The Cut logo The Cut 4 days ago Rebecca Traister

In the math-addled hours after polls closed on Election Day, as the New York Times needle tipped delicately toward blue in Georgia, the nation’s attention followed, homing in on one of its most transformative political figures: Stacey Abrams.

She is extraordinary, partly because she has one of the most detailed-oriented, forward-looking, compulsively organized brains in politics. Abrams—who served as minority leader in Georgia’s state legislature for seven years before running for governor in 2018, losing narrowly to Georgia’s then–Secretary of State Brian Kemp, in one of the most flagrantly voter-suppressed elections in recent memory—has been working to turn her state from red to blue for more than a decade. Now that her promise has (this time at least) been made manifest, many in the Democratic Party are looking toward Abrams as a kind of silver bullet: a figure who can be installed—in the Cabinet or as head of the DNC—to perform her magic across the nation.

In the flood of post-election analysis of muddied results and still-emerging data, answers can seem simple and obvious. But real life, real states, and real political organizing don’t always lend themselves to easy explanations or diagnoses. And what’s been missing from some of the adulation of Abrams is a view of how much work—by so many people, from so many angles, over so many years—has always undergirded her efforts in Georgia; I wanted to hear a fuller story, from the woman whose capacious vision sets her apart from so many currently telling the story of politics and power in America.

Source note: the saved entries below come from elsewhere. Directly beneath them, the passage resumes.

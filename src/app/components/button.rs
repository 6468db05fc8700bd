use dioxus::prelude::*;

#[derive(Clone, Copy, PartialEq)]
pub enum ButtonVariant {
    Primary,
    Dark,
    Light,
    Muted,
    Ghost,
}

impl ButtonVariant {
    fn class(&self) -> &'static str {
        match self {
            ButtonVariant::Primary => "c-button--primary",
            ButtonVariant::Dark => "c-button--dark",
            ButtonVariant::Light => "c-button--light",
            ButtonVariant::Muted => "c-button--muted",
            ButtonVariant::Ghost => "c-button--ghost",
        }
    }
}

#[component]
pub fn Button(
    variant: Option<ButtonVariant>,
    disabled: Option<bool>,
    /// Stretch to the container width
    #[props(default = false)]
    block: bool,
    onclick: Option<EventHandler<MouseEvent>>,
    children: Element,
) -> Element {
    let variant = variant.unwrap_or(ButtonVariant::Primary);
    let disabled = disabled.unwrap_or(false);

    let variant_class = variant.class();
    let block_class = if block { "c-button--block" } else { "" };

    rsx! {
        button {
            r#type: "button",
            class: "c-button {variant_class} {block_class}",
            disabled: disabled,
            onclick: move |evt| {
                if let Some(handler) = &onclick {
                    handler.call(evt);
                }
            },
            {children}
        }
    }
}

I think the first instinct was, Stacey Abrams single-handedly flipped Georgia. Can you give a fuller picture of who else is out there and what have they been doing?

Let’s take a step back on how I became sort of an avatar. So in 2010, Georgia Democrats lose everything: Republicans now control every statewide office. Also, between 2000 and 2010, Georgia had seen a doubling of the Latino population, an explosion in the Asian American and Pacific Islander population, and the beginning of this reverse migration of African Americans who had moved to the Midwest and were relocating back South.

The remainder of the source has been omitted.